As histórias e os relatos3 são responsáveis por nos tornarmos quem somos. Como afirma Manguel (2017, p. 13), "até onde sabemos, somos a única espécie para a qual o mundo parece ser feito de histórias". Tal qual o Arlequim, de Michel Serres (1993, p. 3), que nunca acaba de se desfolhar ou de escamar suas capas cambiantes, carregamos conosco as múltiplas camadas das histórias que nos compõem. Bachelard (1988, p. 93) diria que "somente pela narração dos outros é que conhecemos a nossa unidade. No fio de nossa história contada pelos outros, acabamos, ano após ano, por parecer-nos com nós mesmos". Fios de histórias antecedem histórias, narrativas tecem e fazem advir sentidos, impulsionam e pulsam sentidos que não se reduzem aos fatos nem os supõem, pois aí o que é impulsionado e o que pulsa é mundo.
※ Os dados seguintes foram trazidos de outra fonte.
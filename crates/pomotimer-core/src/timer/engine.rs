//! Timer engine implementation.
//!
//! The timer engine is a wall-clock-based state machine. It does not use
//! internal threads - the caller is responsible for calling `tick()` periodically,
//! and every operation takes the current time as an argument.
//!
//! Remaining time is always derived from an absolute end instant (while
//! running) or a frozen remaining duration (while paused), never from counting
//! ticks. A `tick()` after an arbitrary gap still yields the right remaining
//! time or detects completion.
//!
//! ## State Transitions
//!
//! ```text
//! Idle -> Running <-> Paused
//!   ^        |          |
//!   +--------+----------+   (tick completion, reset, switch_mode)
//! ```
//!
//! ## Usage
//!
//! ```ignore
//! let mut engine = TimerEngine::new(recorder, Box::new(NoopScheduler));
//! engine.set_focus_title("Write report");
//! engine.start(Utc::now());
//! // In a loop:
//! engine.tick(Utc::now()); // Returns Some(Event) when the interval completes
//! ```

use std::fmt;

use chrono::{DateTime, Duration, Utc};
use serde::{Deserialize, Serialize};

use super::mode::{Mode, RunState};
use super::recorder::SessionRecorder;
use crate::events::Event;
use crate::history::Session;
use crate::notify::{NotificationScheduler, Notifier};

pub const DEFAULT_NOTIFICATION_TITLE: &str = "Pomodoro";

/// Serializable copy of the engine's mutable state.
///
/// Lets a driver that does not live for the whole interval (a CLI, say)
/// suspend the engine and pick it up later.
#[derive(Debug, Clone, Default, PartialEq, Eq, Serialize, Deserialize)]
pub struct EngineSnapshot {
    pub mode: Mode,
    pub run_state: RunState,
    #[serde(default)]
    pub end_at: Option<DateTime<Utc>>,
    /// Remaining milliseconds frozen at pause.
    #[serde(default)]
    pub paused_remaining_ms: Option<i64>,
    #[serde(default)]
    pub session_started_at: Option<DateTime<Utc>>,
    #[serde(default)]
    pub focus_title: String,
}

/// Core timer engine.
///
/// Invariant: `end_at` is set exactly when running, `paused_remaining`
/// exactly when paused, and neither while idle.
pub struct TimerEngine {
    mode: Mode,
    run_state: RunState,
    end_at: Option<DateTime<Utc>>,
    paused_remaining: Option<Duration>,
    /// Survives pause/resume so recorded sessions start at the true start.
    session_started_at: Option<DateTime<Utc>>,
    focus_title: String,
    display_remaining: Duration,
    recorder: SessionRecorder,
    notifier: Notifier,
}

impl TimerEngine {
    /// Create an idle focus-mode engine.
    pub fn new(recorder: SessionRecorder, scheduler: Box<dyn NotificationScheduler>) -> Self {
        Self {
            mode: Mode::Focus,
            run_state: RunState::Idle,
            end_at: None,
            paused_remaining: None,
            session_started_at: None,
            focus_title: String::new(),
            display_remaining: Mode::Focus.duration(),
            recorder,
            notifier: Notifier::new(scheduler, DEFAULT_NOTIFICATION_TITLE),
        }
    }

    /// Rebuild an engine from a snapshot.
    ///
    /// A snapshot that breaks the state invariant is repaired:
    /// - running without an end instant, or with one further away than a full
    ///   interval, falls back to idle
    /// - paused remaining time is clamped to `[0, full]`, and a missing one
    ///   keeps the full interval
    pub fn restore(
        snapshot: EngineSnapshot,
        recorder: SessionRecorder,
        scheduler: Box<dyn NotificationScheduler>,
        now: DateTime<Utc>,
    ) -> Self {
        let mut engine = Self::new(recorder, scheduler);
        engine.load_snapshot(snapshot, now);
        engine
    }

    /// Adopt state written by another driver.
    ///
    /// Applies the same repairs as [`restore`](Self::restore), reloads the
    /// session history and brings the pending notification in line with the
    /// adopted state. Nothing is recorded for the interval being replaced.
    pub fn sync_from(&mut self, snapshot: EngineSnapshot, now: DateTime<Utc>) {
        tracing::debug!(state = %snapshot.run_state, "adopting external engine state");
        self.load_snapshot(snapshot, now);
        self.recorder.reload();
        match self.run_state {
            RunState::Running => self.reschedule_notification(now),
            RunState::Idle | RunState::Paused => self.notifier.cancel(),
        }
    }

    /// Use `title` for completion notifications.
    pub fn with_notification_title(mut self, title: impl Into<String>) -> Self {
        self.notifier.set_title(title);
        self
    }

    /// Ask for the completion notification of the running interval again,
    /// replacing whatever is pending. No-op unless running.
    pub fn reschedule_notification(&mut self, now: DateTime<Utc>) {
        if let (RunState::Running, Some(end_at)) = (self.run_state, self.end_at) {
            self.notifier.schedule(end_at, self.mode.completion_message(), now);
        }
    }

    // ── Queries ──────────────────────────────────────────────────────

    pub fn mode(&self) -> Mode {
        self.mode
    }

    pub fn run_state(&self) -> RunState {
        self.run_state
    }

    pub fn focus_title(&self) -> &str {
        &self.focus_title
    }

    pub fn set_focus_title(&mut self, title: impl Into<String>) {
        self.focus_title = title.into();
    }

    pub fn end_at(&self) -> Option<DateTime<Utc>> {
        self.end_at
    }

    pub fn paused_remaining(&self) -> Option<Duration> {
        self.paused_remaining
    }

    pub fn session_started_at(&self) -> Option<DateTime<Utc>> {
        self.session_started_at
    }

    /// Remaining time as of the last operation or tick.
    pub fn display_remaining(&self) -> Duration {
        self.display_remaining
    }

    pub fn display_remaining_ms(&self) -> u64 {
        self.display_remaining.num_milliseconds().max(0) as u64
    }

    /// Full length of the current mode's interval.
    pub fn total(&self) -> Duration {
        self.mode.duration()
    }

    /// Recorded sessions, newest first.
    pub fn sessions(&self) -> &[Session] {
        self.recorder.sessions()
    }

    /// Whether `start()` would be accepted right now.
    pub fn can_start(&self) -> bool {
        self.run_state == RunState::Idle
            && (self.mode == Mode::Break || !self.focus_title.trim().is_empty())
    }

    /// Remaining time at `now`. Pure: does not touch the displayed value.
    pub fn remaining_at(&self, now: DateTime<Utc>) -> Duration {
        let full = self.mode.duration();
        match self.run_state {
            RunState::Running => self
                .end_at
                .map(|end| (end - now).max(Duration::zero()))
                .unwrap_or(full),
            RunState::Paused => self
                .paused_remaining
                .map(|left| left.max(Duration::zero()))
                .unwrap_or(full),
            RunState::Idle => full,
        }
    }

    /// Displayed remaining time as `MM:SS`, floor-truncated.
    pub fn formatted_time(&self) -> String {
        format_mm_ss(self.display_remaining)
    }

    pub fn snapshot(&self) -> EngineSnapshot {
        EngineSnapshot {
            mode: self.mode,
            run_state: self.run_state,
            end_at: self.end_at,
            paused_remaining_ms: self.paused_remaining.map(|d| d.num_milliseconds()),
            session_started_at: self.session_started_at,
            focus_title: self.focus_title.clone(),
        }
    }

    /// Build a full state snapshot event.
    pub fn status(&self, now: DateTime<Utc>) -> Event {
        Event::StateSnapshot {
            mode: self.mode,
            state: self.run_state,
            title: self.focus_title.clone(),
            remaining_ms: self.display_remaining_ms(),
            total_ms: self.total().num_milliseconds() as u64,
            formatted: self.formatted_time(),
            ends_at: self.end_at,
            at: now,
        }
    }

    // ── Commands ─────────────────────────────────────────────────────

    /// Begin an interval. Ignored unless idle, and in focus mode unless the
    /// title is non-blank.
    pub fn start(&mut self, now: DateTime<Utc>) -> Option<Event> {
        if !self.can_start() {
            return None;
        }

        let started_at = *self.session_started_at.get_or_insert(now);
        let duration = self.mode.duration();
        let end_at = now + duration;
        self.end_at = Some(end_at);
        self.paused_remaining = None;
        self.run_state = RunState::Running;
        self.display_remaining = duration;
        self.notifier.schedule(end_at, self.mode.completion_message(), now);

        tracing::debug!(mode = %self.mode, %started_at, %end_at, "timer started");
        Some(Event::TimerStarted {
            mode: self.mode,
            title: self.record_title(),
            ends_at: end_at,
            at: now,
        })
    }

    pub fn pause(&mut self, now: DateTime<Utc>) -> Option<Event> {
        if self.run_state != RunState::Running {
            return None;
        }

        self.notifier.cancel();
        let remaining = self.remaining_at(now);
        self.paused_remaining = Some(remaining);
        self.end_at = None;
        self.run_state = RunState::Paused;
        self.display_remaining = remaining;

        tracing::debug!(remaining_ms = remaining.num_milliseconds(), "timer paused");
        Some(Event::TimerPaused {
            remaining_ms: self.display_remaining_ms(),
            at: now,
        })
    }

    pub fn resume(&mut self, now: DateTime<Utc>) -> Option<Event> {
        if self.run_state != RunState::Paused {
            return None;
        }

        let remaining = self
            .paused_remaining
            .take()
            .unwrap_or_else(|| self.mode.duration())
            .max(Duration::zero());
        let end_at = now + remaining;
        self.end_at = Some(end_at);
        self.run_state = RunState::Running;
        self.display_remaining = remaining;
        self.notifier.schedule(end_at, self.mode.completion_message(), now);

        tracing::debug!(%end_at, "timer resumed");
        Some(Event::TimerResumed {
            remaining_ms: self.display_remaining_ms(),
            ends_at: end_at,
            at: now,
        })
    }

    /// Return to idle, recording the interrupted interval if it ran long enough.
    pub fn reset(&mut self, now: DateTime<Utc>) -> Option<Event> {
        let abandoned_session_id = self.interrupt(now);
        self.clear();
        self.display_remaining = self.mode.duration();

        Some(Event::TimerReset {
            mode: self.mode,
            abandoned_session_id,
            at: now,
        })
    }

    /// Toggle focus/break and reset. An interrupted interval is recorded
    /// under the mode it was running in.
    pub fn switch_mode(&mut self, now: DateTime<Utc>) -> Option<Event> {
        let from = self.mode;
        let abandoned_session_id = self.interrupt(now);
        self.mode = from.toggled();
        self.clear();
        self.display_remaining = self.mode.duration();

        tracing::debug!(%from, to = %self.mode, "mode switched");
        Some(Event::ModeSwitched {
            from,
            to: self.mode,
            abandoned_session_id,
            at: now,
        })
    }

    /// Call periodically, at any frequency. Returns
    /// `Some(Event::TimerCompleted)` when the running interval has finished.
    pub fn tick(&mut self, now: DateTime<Utc>) -> Option<Event> {
        self.display_remaining = self.remaining_at(now);

        if self.run_state != RunState::Running || self.display_remaining > Duration::zero() {
            return None;
        }

        let ended_at = self.end_at.unwrap_or(now);
        let title = self.record_title();
        let session_id =
            self.recorder
                .record_completion(self.mode, &title, self.session_started_at, ended_at);
        self.clear();
        self.display_remaining = Duration::zero();

        Some(Event::TimerCompleted {
            mode: self.mode,
            session_id,
            at: now,
        })
    }

    // ── Internal ─────────────────────────────────────────────────────

    /// Replace all interval state with a repaired copy of `snapshot`.
    fn load_snapshot(&mut self, snapshot: EngineSnapshot, now: DateTime<Utc>) {
        let full = snapshot.mode.duration();
        self.mode = snapshot.mode;
        self.focus_title = snapshot.focus_title;
        self.run_state = RunState::Idle;
        self.end_at = None;
        self.paused_remaining = None;
        self.session_started_at = None;

        match (snapshot.run_state, snapshot.end_at) {
            (RunState::Running, Some(end_at)) if end_at > now + full => {
                tracing::warn!(
                    %end_at,
                    "running snapshot ends beyond a full interval; restoring as idle"
                );
            }
            (RunState::Running, Some(end_at)) => {
                self.run_state = RunState::Running;
                self.end_at = Some(end_at);
                self.session_started_at = snapshot.session_started_at;
            }
            (RunState::Paused, _) => {
                let full_ms = full.num_milliseconds();
                let remaining_ms = snapshot
                    .paused_remaining_ms
                    .map_or(full_ms, |ms| ms.clamp(0, full_ms));
                self.run_state = RunState::Paused;
                self.paused_remaining = Some(Duration::milliseconds(remaining_ms));
                self.session_started_at = snapshot.session_started_at;
            }
            (RunState::Running, None) => {
                tracing::warn!("running snapshot without an end instant; restoring as idle");
            }
            (RunState::Idle, _) => {}
        }

        self.display_remaining = self.remaining_at(now);
    }

    /// Abandonment path for an active interval. No-op while idle.
    fn interrupt(&mut self, now: DateTime<Utc>) -> Option<uuid::Uuid> {
        if !self.run_state.is_active() {
            return None;
        }
        let remaining = self.remaining_at(now);
        let title = self.record_title();
        self.recorder.record_abandonment(
            self.mode,
            &title,
            self.session_started_at,
            remaining,
            now,
        )
    }

    /// Drop all interval state and cancel the pending notification.
    fn clear(&mut self) {
        self.notifier.cancel();
        self.end_at = None;
        self.paused_remaining = None;
        self.session_started_at = None;
        self.run_state = RunState::Idle;
    }

    fn record_title(&self) -> String {
        match self.mode {
            Mode::Focus => self.focus_title.trim().to_string(),
            Mode::Break => String::new(),
        }
    }
}

impl fmt::Debug for TimerEngine {
    fn fmt(&self, f: &mut fmt::Formatter<'_>) -> fmt::Result {
        f.debug_struct("TimerEngine")
            .field("mode", &self.mode)
            .field("run_state", &self.run_state)
            .field("end_at", &self.end_at)
            .field("paused_remaining", &self.paused_remaining)
            .field("session_started_at", &self.session_started_at)
            .field("focus_title", &self.focus_title)
            .field("display_remaining", &self.display_remaining)
            .finish_non_exhaustive()
    }
}

/// `MM:SS`, zero-padded, floor-truncated, clamped at zero.
pub fn format_mm_ss(remaining: Duration) -> String {
    let total_seconds = remaining.num_seconds().max(0);
    format!("{:02}:{:02}", total_seconds / 60, total_seconds % 60)
}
O mundo é um mundo de relatos, de recitações de relatos. A começar por todos esses relatos do mundo que todas as culturas sempre recitaram e das quais a nossa 'literatura' é em suma ela mesma, por sua vez, o relato: ela se esforça em contar onde e como estamos, não somente com esse fato do mundo e de nosso estar-no-mundo, mas o modo como nos reportamos aos nossos próprios relatos do mundo, à sua antiguidade e à sua perda, ao que nos parece por isso com ilusões ingênuas ou promessas frustradas (NANCY, 2016, p. 77).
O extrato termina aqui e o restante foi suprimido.